Вернемся к Федерико. Сестра Сальвадора, Ана Мария Дали, была влюблена в него, и он не остался равнодушен к ней. Он очаровывал ее своими стихами, которые читал всей их семье или ей одной. В 1924 году, во время своих каникул в Кадакесе, он читал перед всем семейством Дали и небольшим кружком друзей свою трагедию «Мариана Пинеда» — и она окончательно упрочила его репутацию гения в глазах отца семейства и, конечно, в глазах дочери: она плакала, слушая Федерико.
Ана Мария была темноволосой, невысокого роста и плотного сложения. Брат-художник остро чувствовал ее неброскую красоту, и она стала одной из его двух женщин-моделей. Его знаменитая картина «Молодая женщина у окна» показывает ее нам со спины; она задумчиво смотрит на красивейший залив Порт-Лигат. Ана Мария представляла собой тот самый тип женщины-амфоры, типичный для Средиземноморья: узкие плечи и широкие бедра, сильные икры. Комнатные туфли подчеркивают ее плотные лодыжки. Бросаются в глаза крупные ягодицы девушки, тесно обтянутые юбкой: художник подчеркнул их округлость; можно рассмотреть даже проступающие под тканью юбки швы панталон. Образ, конечно, чувственный, но не более чем весь легкий эротизм картины.
Однако Федерико питал к Ане Марии лишь нежное дружеское чувство. Впрочем, он не скрывал его, особенно на глазах у своей семьи, что позволяло всем домашним надеяться, что однажды — почему бы и нет? — он может жениться на этой симпатичной каталонке и устроить с ней свой домашний очаг. Это было самым горячим желанием его отца, которого беспокоил богемный образ жизни сына, и, конечно, его матери, женщины набожной и мыслившей общепринятыми понятиями. Федерико умело использовал этот воображаемый аргумент в своих целях — чтобы убедить отца дать ему возможность продлить свой отдых в Каталонии. Он вообще умеет быть скрытным и умеет мистифицировать. Он и в жизни прежде всего игрок.
ФЕДЕРИКО И КИНО
Амарго живет на луне.
Летом 1925 года Сальвадор отправился на каникулы к своим в Кадакес, откуда в середине июля сообщил письмом другу, что «много работает» в том жанре, который он называл «возвратом к природе»; Федерико же, как обычно, отправился в Аскеросу. Ему необходим был источник — воды и вдохновения, — ведь цветущая земля Гренады так обильна водами: они бьют ключом и восстанавливают силы. Здесь ему пишется лучше всего — тем более что писать он может где угодно и на первом попавшемся клочке бумаги. Он взял себе за правило каждый год, за редкими исключениями, 18 июля — в День святого Федерико — обязательно быть среди своих. Вот и в этом году он здесь и весь июнь и июль марает бумагу некими удивительными «диалогами» — для театра или для кино? — которые останутся лишь короткими набросками, но уже ярко высвечивают личность будущего драматурга.

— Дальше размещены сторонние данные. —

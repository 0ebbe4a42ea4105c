use super::Category;
use crate::Error;

/// Default shift length in minutes, shared by every duration derived from the shift.
pub const SHIFT_LENGTH: f64 = 480.0;

/// Lower and upper bound of a uniformly distributed duration.
#[derive(Debug, Clone, Copy, PartialEq)]
pub struct UniformRange {
    pub low: f64,
    pub high: f64,
}

impl UniformRange {
    pub const fn new(low: f64, high: f64) -> Self {
        Self { low, high }
    }
}

/// Business constants of the workday. All durations are in minutes.
#[derive(Debug, Clone, PartialEq)]
pub struct WorkloadConfig {
    /// The desk closes at this time.
    pub shift_length: f64,
    /// Diagnostics intake and escalations stop at this time.
    pub intake_cutoff: f64,
    /// Events past this time are discarded.
    pub run_length: f64,
    /// Window over which each generator spreads its target count.
    pub arrival_window: f64,
    /// Standard deviation of inter-arrival gaps, as a fraction of their mean.
    pub arrival_spread: f64,
    pub ride_intake: f64,
    pub diagnostics_intake: f64,
    pub install_intake: f64,
    /// One-way travel for an on-site repair.
    pub travel: UniformRange,
    pub repair_mean: f64,
    pub diagnostics_mean: f64,
    pub install: UniformRange,
    pub escalation_probability: f64,
    pub escalation_cap: usize,
    /// How long a deployment occupies its worker before the new worker joins the pool.
    pub deployment_setup: f64,
    /// A deployment keeps its worker until this long after the shift ends.
    pub deployment_overtime: f64,
}

impl Default for WorkloadConfig {
    fn default() -> Self {
        Self {
            shift_length: SHIFT_LENGTH,
            intake_cutoff: SHIFT_LENGTH / 2.0,
            run_length: 1000.0,
            arrival_window: SHIFT_LENGTH,
            arrival_spread: 0.25,
            ride_intake: 3.0,
            diagnostics_intake: 5.0,
            install_intake: 3.0,
            travel: UniformRange::new(10.0, 15.0),
            repair_mean: 40.0,
            diagnostics_mean: 150.0,
            install: UniformRange::new(10.0, 20.0),
            escalation_probability: 0.1,
            escalation_cap: 3,
            deployment_setup: 120.0,
            deployment_overtime: 90.0,
        }
    }
}

impl WorkloadConfig {
    pub fn intake_duration(&self, category: Category) -> f64 {
        match category {
            Category::Ride => self.ride_intake,
            Category::Diagnostics => self.diagnostics_intake,
            Category::SoftwareInstall => self.install_intake,
        }
    }

    /// # Errors
    ///
    /// [`Error::Configuration`] describing the first inconsistent constant.
    pub fn validate(&self) -> crate::Result {
        let positive = [
            ("shift length", self.shift_length),
            ("run length", self.run_length),
            ("arrival window", self.arrival_window),
            ("repair mean", self.repair_mean),
            ("diagnostics mean", self.diagnostics_mean),
        ];
        for (name, value) in positive {
            if !(value.is_finite() && value > 0.0) {
                return Err(Error::Configuration(format!("{} must be positive, got {}", name, value)));
            }
        }

        let non_negative = [
            ("intake cutoff", self.intake_cutoff),
            ("arrival spread", self.arrival_spread),
            ("ride intake", self.ride_intake),
            ("diagnostics intake", self.diagnostics_intake),
            ("install intake", self.install_intake),
            ("deployment setup", self.deployment_setup),
            ("deployment overtime", self.deployment_overtime),
        ];
        for (name, value) in non_negative {
            if !(value.is_finite() && value >= 0.0) {
                return Err(Error::Configuration(format!("{} must not be negative, got {}", name, value)));
            }
        }

        for (name, range) in [("travel", self.travel), ("install", self.install)] {
            if !(range.low.is_finite() && range.high.is_finite() && 0.0 <= range.low && range.low < range.high) {
                return Err(Error::Configuration(format!(
                    "{} range [{}, {}) is not a valid positive interval",
                    name, range.low, range.high
                )));
            }
        }

        if self.intake_cutoff > self.shift_length {
            return Err(Error::Configuration(format!(
                "intake cutoff {} is after the end of the shift {}",
                self.intake_cutoff, self.shift_length
            )));
        }
        if self.run_length < self.shift_length {
            return Err(Error::Configuration(format!(
                "run length {} is shorter than the shift {}",
                self.run_length, self.shift_length
            )));
        }
        if !(0.0..=1.0).contains(&self.escalation_probability) {
            return Err(Error::Configuration(format!(
                "escalation probability {} is outside [0, 1]",
                self.escalation_probability
            )));
        }
        Ok(())
    }
}

/// Number of requests each generator aims to accept over the arrival window.
#[derive(Debug, Clone, Copy, Default, PartialEq, Eq)]
pub struct Targets {
    pub ride: usize,
    pub diagnostics: usize,
    pub software_install: usize,
}

impl Targets {
    pub const fn new(ride: usize, diagnostics: usize, software_install: usize) -> Self {
        Self {
            ride,
            diagnostics,
            software_install,
        }
    }

    pub fn get(&self, category: Category) -> usize {
        match category {
            Category::Ride => self.ride,
            Category::Diagnostics => self.diagnostics,
            Category::SoftwareInstall => self.software_install,
        }
    }
}

/// Startup configuration of one simulated workday.
#[derive(Debug, Clone, PartialEq)]
pub struct DeskConfig {
    pub targets: Targets,
    /// Office staff in separate-pool mode: intake, diagnostics and installs.
    pub office_workers: usize,
    /// Field staff in separate-pool mode: rides and deployments.
    pub ride_workers: usize,
    /// Staff every task from one universal pool instead of the office and field pools.
    pub universal: bool,
    pub universal_workers: usize,
    /// Seed for the random number generator; drawn from the thread RNG when absent.
    pub seed: Option<u64>,
    pub workload: WorkloadConfig,
}

impl DeskConfig {
    pub const DEFAULT_UNIVERSAL_WORKERS: usize = 5;

    pub fn new(targets: Targets, office_workers: usize, ride_workers: usize, universal: bool) -> Self {
        Self {
            targets,
            office_workers,
            ride_workers,
            universal,
            universal_workers: Self::DEFAULT_UNIVERSAL_WORKERS,
            seed: None,
            workload: WorkloadConfig::default(),
        }
    }

    #[must_use]
    pub fn with_seed(mut self, seed: u64) -> Self {
        self.seed = Some(seed);
        self
    }

    #[must_use]
    pub fn with_workload(mut self, workload: WorkloadConfig) -> Self {
        self.workload = workload;
        self
    }

    /// # Errors
    ///
    /// [`Error::Configuration`] if the workload constants are inconsistent.
    pub fn validate(&self) -> crate::Result {
        self.workload.validate()
    }
}
//! Error types for rtsyncd
//!
//! Failures fall into a few classes that callers treat differently:
//! channel-fatal transport errors close the channel and are reopened on the
//! next operation, transient errors were already retried once, and kernel
//! errors carry the errno reported in the acknowledgement.

use rtsync_types::Family;
use thiserror::Error;

/// Errors that can occur in rtsyncd
#[derive(Debug, Error)]
pub enum RtsyncError {
    /// Channel-fatal netlink failure; the channel has been closed
    #[error("Netlink error: {0}")]
    Netlink(String),

    /// Socket would block or was interrupted, after one bounded wait
    #[error("Transient netlink condition: {0}")]
    Transient(String),

    /// Kernel rejected a request (positive errno)
    #[error("Kernel error: errno {code}")]
    Kernel { code: i32 },

    /// Malformed message or attribute
    #[error("Decode error: {0}")]
    Decode(String),

    /// No free slot left in the source table pool
    #[error("Source table pool exhausted ({capacity} tables)")]
    TableCapacity { capacity: usize },

    /// Destination, source and gateway disagree on address family
    #[error("Address family mismatch: {what} is {found}, destination is {expected}")]
    FamilyMismatch {
        what: &'static str,
        expected: Family,
        found: Family,
    },

    /// Interface lookup failed
    #[error("Interface not found: {0}")]
    InterfaceNotFound(String),

    /// Configuration error
    #[error("Configuration error: {0}")]
    Config(String),

    /// A channel was used before setup
    #[error("Netlink channel not initialized")]
    NotInitialized,

    /// IO error
    #[error("IO error: {0}")]
    Io(#[from] std::io::Error),

    /// Address or prefix parse error
    #[error("Parse error: {0}")]
    Parse(#[from] rtsync_types::ParseError),
}

impl RtsyncError {
    /// Build a kernel error from the (negative) code found in an ack.
    pub fn from_ack_code(code: i32) -> Self {
        RtsyncError::Kernel { code: code.saturating_abs() }
    }

    /// Errno carried by a kernel error, if any.
    pub fn kernel_code(&self) -> Option<i32> {
        match self {
            RtsyncError::Kernel { code } => Some(*code),
            _ => None,
        }
    }

    /// The object being added already exists (EEXIST).
    pub fn is_exists(&self) -> bool {
        self.kernel_code() == Some(libc::EEXIST)
    }

    /// The object being removed is absent (ENOENT or ESRCH).
    pub fn is_not_found(&self) -> bool {
        matches!(self.kernel_code(), Some(libc::ENOENT) | Some(libc::ESRCH))
    }

    /// The channel that produced this error was closed.
    pub fn is_channel_fatal(&self) -> bool {
        matches!(self, RtsyncError::Netlink(_))
    }
}

/// Result type alias for rtsyncd operations
pub type Result<T> = std::result::Result<T, RtsyncError>;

Сначала Федерико, еще весь проникнутый духом «канте хондо» и «Цыганского романсеро», сочиняет в том же ключе «Сцену с лейтенантом-полковником гражданской гвардии» — всего лишь три странички текста. В этой сцене пророчески изображено столкновение высокого полицейского чина с цыганом (такое роковое столкновение предначертано и ему самому). Власть предстает здесь самодовольной и жесткой. Так, полицейский чин, едва появившись, хвастливо объявляет: «Я лейтенант-полковник гражданской гвардии», причем по ходу дела повторяет это не один раз, словно упиваясь звучанием своего титула. Цыган, наоборот, этакий простак, неосторожно попавшийся ему в руки; он вызывает сочувствие к себе автора и, конечно, всех добрых людей, умеющих мечтать, своей репликой: «Я изобрел крылья, чтобы летать, — и я летаю!» Цыган — как легкокрылый мотылек — останется навсегда в сознании Федерико символом свободы.